[Stored entries]
------------------------------------

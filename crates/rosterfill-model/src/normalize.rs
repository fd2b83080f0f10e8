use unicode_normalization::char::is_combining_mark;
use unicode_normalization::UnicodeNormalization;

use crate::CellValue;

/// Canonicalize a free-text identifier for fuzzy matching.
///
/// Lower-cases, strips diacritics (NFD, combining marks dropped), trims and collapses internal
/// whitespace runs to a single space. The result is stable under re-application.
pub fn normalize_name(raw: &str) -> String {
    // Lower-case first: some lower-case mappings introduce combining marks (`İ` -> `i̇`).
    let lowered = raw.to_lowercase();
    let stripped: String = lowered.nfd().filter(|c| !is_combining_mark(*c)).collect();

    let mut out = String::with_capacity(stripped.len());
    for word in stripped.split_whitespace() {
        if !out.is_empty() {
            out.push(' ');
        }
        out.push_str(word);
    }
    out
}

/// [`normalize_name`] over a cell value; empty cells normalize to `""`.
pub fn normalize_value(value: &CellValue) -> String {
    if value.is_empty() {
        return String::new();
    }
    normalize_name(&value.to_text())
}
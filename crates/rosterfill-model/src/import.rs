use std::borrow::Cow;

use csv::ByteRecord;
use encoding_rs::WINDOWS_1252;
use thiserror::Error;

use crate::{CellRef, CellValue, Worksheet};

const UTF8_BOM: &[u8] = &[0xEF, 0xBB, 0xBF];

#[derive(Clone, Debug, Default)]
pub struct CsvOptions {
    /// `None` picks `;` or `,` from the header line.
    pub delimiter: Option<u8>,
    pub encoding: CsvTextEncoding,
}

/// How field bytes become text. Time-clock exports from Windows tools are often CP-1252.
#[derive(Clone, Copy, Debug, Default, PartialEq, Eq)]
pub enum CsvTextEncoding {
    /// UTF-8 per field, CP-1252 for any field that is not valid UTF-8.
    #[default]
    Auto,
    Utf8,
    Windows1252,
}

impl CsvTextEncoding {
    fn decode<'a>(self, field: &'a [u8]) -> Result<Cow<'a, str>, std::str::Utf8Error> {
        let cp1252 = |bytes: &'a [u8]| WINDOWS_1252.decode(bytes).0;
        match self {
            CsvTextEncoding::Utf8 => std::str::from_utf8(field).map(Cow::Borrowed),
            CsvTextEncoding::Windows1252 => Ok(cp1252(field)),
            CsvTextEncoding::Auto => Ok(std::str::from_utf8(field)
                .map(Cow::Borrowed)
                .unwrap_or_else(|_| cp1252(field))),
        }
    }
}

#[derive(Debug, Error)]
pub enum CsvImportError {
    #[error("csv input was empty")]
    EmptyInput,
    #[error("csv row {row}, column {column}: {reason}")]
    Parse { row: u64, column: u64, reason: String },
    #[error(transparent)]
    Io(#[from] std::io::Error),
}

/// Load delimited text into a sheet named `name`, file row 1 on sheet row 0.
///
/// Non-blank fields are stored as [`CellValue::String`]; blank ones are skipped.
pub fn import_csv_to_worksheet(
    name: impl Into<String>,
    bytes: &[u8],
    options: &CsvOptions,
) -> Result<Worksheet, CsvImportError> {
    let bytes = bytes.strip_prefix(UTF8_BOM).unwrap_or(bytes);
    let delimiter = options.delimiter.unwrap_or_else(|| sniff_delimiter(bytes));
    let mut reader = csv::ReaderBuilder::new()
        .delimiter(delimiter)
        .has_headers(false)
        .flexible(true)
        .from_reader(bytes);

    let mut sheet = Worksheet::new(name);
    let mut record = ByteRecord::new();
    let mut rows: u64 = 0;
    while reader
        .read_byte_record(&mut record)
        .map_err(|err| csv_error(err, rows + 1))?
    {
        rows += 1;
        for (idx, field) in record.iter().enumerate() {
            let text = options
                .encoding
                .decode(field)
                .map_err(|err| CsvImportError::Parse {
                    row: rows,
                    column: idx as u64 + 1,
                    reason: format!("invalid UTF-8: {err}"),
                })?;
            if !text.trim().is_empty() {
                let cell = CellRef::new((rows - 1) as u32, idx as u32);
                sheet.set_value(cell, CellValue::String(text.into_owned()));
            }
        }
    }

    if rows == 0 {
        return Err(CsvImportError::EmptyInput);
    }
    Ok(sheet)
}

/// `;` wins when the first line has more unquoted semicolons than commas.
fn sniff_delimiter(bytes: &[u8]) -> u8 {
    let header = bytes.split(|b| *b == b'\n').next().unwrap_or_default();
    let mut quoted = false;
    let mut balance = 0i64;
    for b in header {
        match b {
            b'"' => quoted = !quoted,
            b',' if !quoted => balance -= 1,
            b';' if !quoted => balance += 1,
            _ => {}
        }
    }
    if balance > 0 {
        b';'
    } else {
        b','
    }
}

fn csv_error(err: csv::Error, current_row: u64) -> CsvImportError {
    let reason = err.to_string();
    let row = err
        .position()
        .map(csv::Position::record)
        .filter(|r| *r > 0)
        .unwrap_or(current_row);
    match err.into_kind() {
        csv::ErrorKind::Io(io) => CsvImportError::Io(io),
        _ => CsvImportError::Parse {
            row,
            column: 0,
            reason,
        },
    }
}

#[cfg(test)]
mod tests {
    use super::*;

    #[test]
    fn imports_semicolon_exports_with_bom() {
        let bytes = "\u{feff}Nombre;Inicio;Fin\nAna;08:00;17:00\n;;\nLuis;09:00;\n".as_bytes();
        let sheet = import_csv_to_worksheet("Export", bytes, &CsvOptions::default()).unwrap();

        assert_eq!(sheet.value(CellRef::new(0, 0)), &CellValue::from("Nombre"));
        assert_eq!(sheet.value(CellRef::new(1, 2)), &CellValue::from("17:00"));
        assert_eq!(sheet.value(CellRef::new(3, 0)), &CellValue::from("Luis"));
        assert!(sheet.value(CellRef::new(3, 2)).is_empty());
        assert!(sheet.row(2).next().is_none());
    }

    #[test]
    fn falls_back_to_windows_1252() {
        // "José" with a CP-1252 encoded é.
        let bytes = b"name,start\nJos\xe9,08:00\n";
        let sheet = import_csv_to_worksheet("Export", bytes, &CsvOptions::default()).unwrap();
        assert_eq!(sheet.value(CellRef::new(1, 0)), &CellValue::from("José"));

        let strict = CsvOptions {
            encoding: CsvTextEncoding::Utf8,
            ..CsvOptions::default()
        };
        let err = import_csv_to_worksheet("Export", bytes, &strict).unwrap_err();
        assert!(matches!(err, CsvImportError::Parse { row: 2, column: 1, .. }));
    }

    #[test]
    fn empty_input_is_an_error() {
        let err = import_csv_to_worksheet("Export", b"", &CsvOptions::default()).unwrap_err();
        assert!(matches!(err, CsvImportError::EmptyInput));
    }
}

------------------------------------

Problem description - Would you repeat the records above without any changes?

Output of the exercise -
filename crates/rosterfill-model/src/normalize.rs
repository fd2b83080f0f10e8
use unicode_normalization::char::is_combining_mark;
use unicode_normalization::UnicodeNormalization;

use crate::CellValue;

/// Canonicalize a free-text identifier for fuzzy matching.
///
/// Lower-cases, strips diacritics (NFD, combining marks dropped), trims and collapses internal
/// whitespace runs to a single space. The result is stable under re-application.
pub fn normalize_name(raw: &str) -> String {
    // Lower-case first: some lower-case mappings introduce combining marks (`İ` -> `i̇`).
    let lowered = raw.to_lowercase();
    let stripped: String = lowered.nfd().filter(|c| !is_combining_mark(*c)).collect();

    let mut out = String::with_capacity(stripped.len());
    for word in stripped.split_whitespace() {
        if !out.is_empty() {
            out.push(' ');
        }
        out.push_str(word);
    }
    out
}

/// [`normalize_name`] over a cell value; empty cells normalize to `""`.
pub fn normalize_value(value: &CellValue) -> String {
    if value.is_empty() {
        return String::new();
    }
    normalize_name(&value.to_text())
}
filename crates/rosterfill-model/src/import.rs
use std::borrow::Cow;

use csv::ByteRecord;
use encoding_rs::WINDOWS_1252;
use thiserror::Error;

use crate::{CellRef, CellValue, Worksheet};

const UTF8_BOM: &[u8] = &[0xEF, 0xBB, 0xBF];

#[derive(Clone, Debug, Default)]
pub struct CsvOptions {
    /// `None` picks `;` or `,` from the header line.
    pub delimiter: Option<u8>,
    pub encoding: CsvTextEncoding,
}

/// How field bytes become text. Time-clock exports from Windows tools are often CP-1252.
#[derive(Clone, Copy, Debug, Default, PartialEq, Eq)]
pub enum CsvTextEncoding {
    /// UTF-8 per field, CP-1252 for any field that is not valid UTF-8.
    #[default]
    Auto,
    Utf8,
    Windows1252,
}

impl CsvTextEncoding {
    fn decode<'a>(self, field: &'a [u8]) -> Result<Cow<'a, str>, std::str::Utf8Error> {
        let cp1252 = |bytes: &'a [u8]| WINDOWS_1252.decode(bytes).0;
        match self {
            CsvTextEncoding::Utf8 => std::str::from_utf8(field).map(Cow::Borrowed),
            CsvTextEncoding::Windows1252 => Ok(cp1252(field)),
            CsvTextEncoding::Auto => Ok(std::str::from_utf8(field)
                .map(Cow::Borrowed)
                .unwrap_or_else(|_| cp1252(field))),
        }
    }
}

#[derive(Debug, Error)]
pub enum CsvImportError {
    #[error("csv input was empty")]
    EmptyInput,
    #[error("csv row {row}, column {column}: {reason}")]
    Parse { row: u64, column: u64, reason: String },
    #[error(transparent)]
    Io(#[from] std::io::Error),
}

/// Load delimited text into a sheet named `name`, file row 1 on sheet row 0.
///
/// Non-blank fields are stored as [`CellValue::String`]; blank ones are skipped.
pub fn import_csv_to_worksheet(
    name: impl Into<String>,
    bytes: &[u8],
    options: &CsvOptions,
) -> Result<Worksheet, CsvImportError> {
    let bytes = bytes.strip_prefix(UTF8_BOM).unwrap_or(bytes);
    let delimiter = options.delimiter.unwrap_or_else(|| sniff_delimiter(bytes));
    let mut reader = csv::ReaderBuilder::new()
        .delimiter(delimiter)
        .has_headers(false)
        .flexible(true)
        .from_reader(bytes);

    let mut sheet = Worksheet::new(name);
    let mut record = ByteRecord::new();
    let mut rows: u64 = 0;
    while reader
        .read_byte_record(&mut record)
        .map_err(|err| csv_error(err, rows + 1))?
    {
        rows += 1;
        for (idx, field) in record.iter().enumerate() {
            let text = options
                .encoding
                .decode(field)
                .map_err(|err| CsvImportError::Parse {
                    row: rows,
                    column: idx as u64 + 1,
                    reason: format!("invalid UTF-8: {err}"),
                })?;
            if !text.trim().is_empty() {
                let cell = CellRef::new((rows - 1) as u32, idx as u32);
                sheet.set_value(cell, CellValue::String(text.into_owned()));
            }
        }
    }

    if rows == 0 {
        return Err(CsvImportError::EmptyInput);
    }
    Ok(sheet)
}

/// `;` wins when the first line has more unquoted semicolons than commas.
fn sniff_delimiter(bytes: &[u8]) -> u8 {
    let header = bytes.split(|b| *b == b'\n').next().unwrap_or_default();
    let mut quoted = false;
    let mut balance = 0i64;
    for b in header {
        match b {
            b'"' => quoted = !quoted,
            b',' if !quoted => balance -= 1,
            b';' if !quoted => balance += 1,
            _ => {}
        }
    }
    if balance > 0 {
        b';'
    } else {
        b','
    }
}

fn csv_error(err: csv::Error, current_row: u64) -> CsvImportError {
    let reason = err.to_string();
    let row = err
        .position()
        .map(csv::Position::record)
        .filter(|r| *r > 0)
        .unwrap_or(current_row);
    match err.into_kind() {
        csv::ErrorKind::Io(io) => CsvImportError::Io(io),
        _ => CsvImportError::Parse {
            row,
            column: 0,
            reason,
        },
    }
}

#[cfg(test)]
mod tests {
    use super::*;

    #[test]
    fn imports_semicolon_exports_with_bom() {
        let bytes = "\u{feff}Nombre;Inicio;Fin\nAna;08:00;17:00\n;;\nLuis;09:00;\n".as_bytes();
        let sheet = import_csv_to_worksheet("Export", bytes, &CsvOptions::default()).unwrap();

        assert_eq!(sheet.value(CellRef::new(0, 0)), &CellValue::from("Nombre"));
        assert_eq!(sheet.value(CellRef::new(1, 2)), &CellValue::from("17:00"));
        assert_eq!(sheet.value(CellRef::new(3, 0)), &CellValue::from("Luis"));
        assert!(sheet.value(CellRef::new(3, 2)).is_empty());
        assert!(sheet.row(2).next().is_none());
    }

    #[test]
    fn falls_back_to_windows_1252() {
        // "José" with a CP-1252 encoded é.
        let bytes = b"name,start\nJos\xe9,08:00\n";
        let sheet = import_csv_to_worksheet("Export", bytes, &CsvOptions::default()).unwrap();
        assert_eq!(sheet.value(CellRef::new(1, 0)), &CellValue::from("José"));

        let strict = CsvOptions {
            encoding: CsvTextEncoding::Utf8,
            ..CsvOptions::default()
        };
        let err = import_csv_to_worksheet("Export", bytes, &strict).unwrap_err();
        assert!(matches!(err, CsvImportError::Parse { row: 2, column: 1, .. }));
    }

    #[test]
    fn empty_input_is_an_error() {
        let err = import_csv_to_worksheet("Export", b"", &CsvOptions::default()).unwrap_err();
        assert!(matches!(err, CsvImportError::EmptyInput));
    }
}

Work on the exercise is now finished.